Exercise directions
Filter the entries, keeping every line with the string "ApiVersion".

Entries provided
==================================================

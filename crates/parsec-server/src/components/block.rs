//! Immutable encrypted file chunks.

use std::sync::Arc;

use parsec_types::{BlockID, DateTime, DeviceID, OrganizationID, VlobID};

use crate::blockstore::{BlockStore, BlockStoreError};
use crate::components::resolve_author;
use crate::config::ServerConfig;
use crate::datamodel::{Datamodel, MemoryBlock};

#[derive(Debug, thiserror::Error)]
pub enum BlockCreateError {
    #[error("organization not found")]
    OrganizationNotFound,
    #[error("author not allowed")]
    AuthorNotAllowed,
    #[error("realm not found")]
    RealmNotFound,
    #[error("block already exists")]
    BlockAlreadyExists,
    #[error("block exceeds the configured size limit")]
    BlockTooLarge,
    #[error("key index is not the current one")]
    BadKeyIndex {
        last_realm_certificate_timestamp: DateTime,
    },
    #[error("block store unavailable")]
    StoreUnavailable,
}

#[derive(Debug, thiserror::Error)]
pub enum BlockReadError {
    #[error("organization not found")]
    OrganizationNotFound,
    #[error("author not allowed")]
    AuthorNotAllowed,
    #[error("block not found")]
    BlockNotFound,
    #[error("block store unavailable")]
    StoreUnavailable,
}

#[derive(Debug)]
pub struct BlockReadResult {
    pub block: Vec<u8>,
    pub key_index: u64,
    pub needed_realm_certificate_timestamp: DateTime,
}

pub struct BlockComponent {
    datamodel: Arc<Datamodel>,
    config: Arc<ServerConfig>,
    blockstore: Arc<dyn BlockStore>,
}

impl BlockComponent {
    pub fn new(
        datamodel: Arc<Datamodel>,
        config: Arc<ServerConfig>,
        blockstore: Arc<dyn BlockStore>,
    ) -> Self {
        Self {
            datamodel,
            config,
            blockstore,
        }
    }

    #[allow(clippy::too_many_arguments)]
    pub async fn create(
        &self,
        organization_id: &OrganizationID,
        now: DateTime,
        author: DeviceID,
        block_id: BlockID,
        realm_id: VlobID,
        key_index: u64,
        block: Vec<u8>,
    ) -> Result<(), BlockCreateError> {
        let org = self
            .datamodel
            .organization(organization_id)
            .await
            .ok_or(BlockCreateError::OrganizationNotFound)?;
        let mut store = org.lock().await;

        let author = resolve_author(&store, author)
            .map_err(|_| BlockCreateError::AuthorNotAllowed)?;
        let realm = store
            .realms
            .get(&realm_id)
            .ok_or(BlockCreateError::RealmNotFound)?;
        let can_write = realm
            .role_of(&author.user_id)
            .map(|role| role.can_write())
            .unwrap_or(false);
        if !can_write {
            return Err(BlockCreateError::AuthorNotAllowed);
        }
        if key_index != realm.current_key_index() {
            return Err(BlockCreateError::BadKeyIndex {
                last_realm_certificate_timestamp: realm
                    .last_certificate_timestamp()
                    .unwrap_or(realm.created_on),
            });
        }
        if block.len() as u64 > self.config.block_max_size {
            return Err(BlockCreateError::BlockTooLarge);
        }
        if store.blocks.contains_key(&block_id) {
            return Err(BlockCreateError::BlockAlreadyExists);
        }

        let size = block.len() as u64;
        self.blockstore
            .create(organization_id, block_id, block)
            .await
            .map_err(|_| BlockCreateError::StoreUnavailable)?;
        store.blocks.insert(
            block_id,
            MemoryBlock {
                realm_id,
                key_index,
                author: author.device_id,
                created_on: now,
                size,
            },
        );
        Ok(())
    }

    pub async fn read(
        &self,
        organization_id: &OrganizationID,
        author: DeviceID,
        block_id: BlockID,
    ) -> Result<BlockReadResult, BlockReadError> {
        let org = self
            .datamodel
            .organization(organization_id)
            .await
            .ok_or(BlockReadError::OrganizationNotFound)?;
        let store = org.lock().await;

        let author = resolve_author(&store, author)
            .map_err(|_| BlockReadError::AuthorNotAllowed)?;
        let block = store
            .blocks
            .get(&block_id)
            .ok_or(BlockReadError::BlockNotFound)?;
        let realm = store
            .realms
            .get(&block.realm_id)
            .ok_or(BlockReadError::BlockNotFound)?;
        let can_read = realm
            .role_of(&author.user_id)
            .map(|role| role.can_read())
            .unwrap_or(false);
        if !can_read {
            return Err(BlockReadError::AuthorNotAllowed);
        }

        let payload = match self.blockstore.read(organization_id, block_id).await {
            Ok(payload) => payload,
            Err(BlockStoreError::NotFound) => return Err(BlockReadError::BlockNotFound),
            Err(BlockStoreError::Unavailable) => return Err(BlockReadError::StoreUnavailable),
        };
        Ok(BlockReadResult {
            block: payload,
            key_index: block.key_index,
            needed_realm_certificate_timestamp: realm
                .last_certificate_timestamp()
                .unwrap_or(realm.created_on),
        })
    }
}
//! Timestamps with microsecond precision.
//!
//! Every certificate and vlob atom carries a client-provided timestamp; the
//! server compares them against its own clock and against per-topic bounds.
//! Sub-microsecond precision is truncated so that a timestamp survives a
//! serialization round trip unchanged.

use std::fmt;
use std::ops::Sub;

use chrono::{TimeZone, Utc};
use serde::{Deserialize, Deserializer, Serialize, Serializer};

/// A UTC timestamp, microsecond precision.
#[derive(Clone, Copy, PartialEq, Eq, PartialOrd, Ord, Hash)]
pub struct DateTime(chrono::DateTime<Utc>);

impl DateTime {
    /// The current time, truncated to microseconds.
    pub fn now() -> Self {
        Self::from_chrono(Utc::now())
    }

    pub fn from_chrono(dt: chrono::DateTime<Utc>) -> Self {
        let micros = dt.timestamp_micros();
        Self::from_timestamp_micros(micros)
    }

    pub fn from_timestamp_micros(micros: i64) -> Self {
        // Truncation keeps us inside chrono's representable range
        let secs = micros.div_euclid(1_000_000);
        let sub_micros = micros.rem_euclid(1_000_000) as u32;
        let dt = Utc
            .timestamp_opt(secs, sub_micros * 1_000)
            .single()
            .unwrap_or_default();
        Self(dt)
    }

    pub fn as_timestamp_micros(&self) -> i64 {
        self.0.timestamp_micros()
    }

    pub fn as_timestamp_seconds(&self) -> i64 {
        self.0.timestamp()
    }

    /// Offset by whole seconds. Convenient for ballpark math and tests.
    pub fn add_seconds(&self, seconds: i64) -> Self {
        Self::from_timestamp_micros(self.as_timestamp_micros() + seconds * 1_000_000)
    }

    pub fn add_micros(&self, micros: i64) -> Self {
        Self::from_timestamp_micros(self.as_timestamp_micros() + micros)
    }

    /// Parse an RFC 3339 string, e.g. `2000-01-02T00:00:00Z`.
    pub fn from_rfc3339(raw: &str) -> Result<Self, chrono::ParseError> {
        let dt = chrono::DateTime::parse_from_rfc3339(raw)?;
        Ok(Self::from_chrono(dt.with_timezone(&Utc)))
    }

    pub fn to_rfc3339(&self) -> String {
        self.0.to_rfc3339_opts(chrono::SecondsFormat::Micros, true)
    }
}

impl Sub for DateTime {
    type Output = chrono::Duration;

    fn sub(self, rhs: Self) -> Self::Output {
        self.0 - rhs.0
    }
}

impl fmt::Debug for DateTime {
    fn fmt(&self, f: &mut fmt::Formatter<'_>) -> fmt::Result {
        write!(f, "DateTime({})", self.to_rfc3339())
    }
}

impl fmt::Display for DateTime {
    fn fmt(&self, f: &mut fmt::Formatter<'_>) -> fmt::Result {
        f.write_str(&self.to_rfc3339())
    }
}

// Wire format is the integer count of microseconds since the Unix epoch.

impl Serialize for DateTime {
    fn serialize<S: Serializer>(&self, serializer: S) -> Result<S::Ok, S::Error> {
        serializer.serialize_i64(self.as_timestamp_micros())
    }
}

impl<'de> Deserialize<'de> for DateTime {
    fn deserialize<D: Deserializer<'de>>(deserializer: D) -> Result<Self, D::Error> {
        let micros = i64::deserialize(deserializer)?;
        Ok(Self::from_timestamp_micros(micros))
    }
}
//! # parsec-protocol
//!
//! Wire-level command envelopes. Each API family (`authenticated_cmds`,
//! `invited_cmds`, `anonymous_cmds`, `tos_cmds`) exposes a tagged request
//! enum plus one typed `Rep` enum per command, all MessagePack encoded.
//!
//! Requests carry a `cmd` tag, replies a `status` tag. A request whose tag
//! matches no known command decodes to the family's `UnknownCommand`
//! variant so the server can answer with a proper status instead of a
//! framing error.

pub mod anonymous;
pub mod authenticated;
pub mod invite;
pub mod invited;
pub mod tos;

use serde::de::DeserializeOwned;
use serde::Serialize;

#[derive(Debug, thiserror::Error)]
pub enum ProtocolError {
    #[error("malformed message")]
    Decode,
    #[error("message serialization failed")]
    Encode,
}

pub(crate) fn dump<T: Serialize>(obj: &T) -> Result<Vec<u8>, ProtocolError> {
    rmp_serde::to_vec_named(obj).map_err(|_| ProtocolError::Encode)
}

pub(crate) fn load<T: DeserializeOwned>(raw: &[u8]) -> Result<T, ProtocolError> {
    rmp_serde::from_slice(raw).map_err(|_| ProtocolError::Decode)
}

/// Generates `load`/`dump` on a wire type.
macro_rules! impl_wire_format {
    ($name:ty) => {
        impl $name {
            pub fn load(raw: &[u8]) -> Result<Self, $crate::ProtocolError> {
                $crate::load(raw)
            }

            pub fn dump(&self) -> Result<Vec<u8>, $crate::ProtocolError> {
                $crate::dump(self)
            }
        }
    };
}
pub(crate) use impl_wire_format;

/// Version negotiated during the HTTP handshake.
#[derive(Clone, Copy, Debug, PartialEq, Eq, serde::Serialize, serde::Deserialize)]
pub struct ApiVersion {
    pub version: u32,
    pub revision: u32,
}

impl ApiVersion {
    /// Same major version means compatible; revision only adds commands.
    pub fn is_compatible_with(&self, other: &ApiVersion) -> bool {
        self.version == other.version
    }
}

impl std::fmt::Display for ApiVersion {
    fn fmt(&self, f: &mut std::fmt::Formatter<'_>) -> std::fmt::Result {
        write!(f, "{}.{}", self.version, self.revision)
    }
}

/// The version this crate speaks.
pub const API_VERSION: ApiVersion = ApiVersion {
    version: 5,
    revision: 0,
};

/// HTTP status codes used to reject a request before its command handler
/// runs.
#[derive(Clone, Copy, Debug, PartialEq, Eq)]
pub enum EarlyRejection {
    /// Invalid or missing authentication.
    InvalidAuthentication,
    /// Unknown organization.
    OrganizationNotFound,
    /// Invitation already used or deleted.
    InvitationAlreadyUsedOrDeleted,
    /// Malformed body.
    MalformedBody,
    /// Organization expired.
    OrganizationExpired,
    /// Author revoked.
    AuthorRevoked,
    /// Author frozen.
    AuthorFrozen,
    /// TOS not accepted or outdated.
    TosNotAccepted,
    /// Client agent not allowed by organization configuration.
    ClientAgentNotAllowed,
}

impl EarlyRejection {
    pub fn http_status(&self) -> u16 {
        match self {
            Self::InvalidAuthentication => 403,
            Self::OrganizationNotFound => 404,
            Self::InvitationAlreadyUsedOrDeleted => 410,
            Self::MalformedBody => 422,
            Self::OrganizationExpired => 460,
            Self::AuthorRevoked => 461,
            Self::AuthorFrozen => 462,
            Self::TosNotAccepted => 463,
            Self::ClientAgentNotAllowed => 464,
        }
    }
}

==================================================

Your solution
pub struct ApiVersion {
impl ApiVersion {
    pub fn is_compatible_with(&self, other: &ApiVersion) -> bool {
impl std::fmt::Display for ApiVersion {
pub const API_VERSION: ApiVersion = ApiVersion {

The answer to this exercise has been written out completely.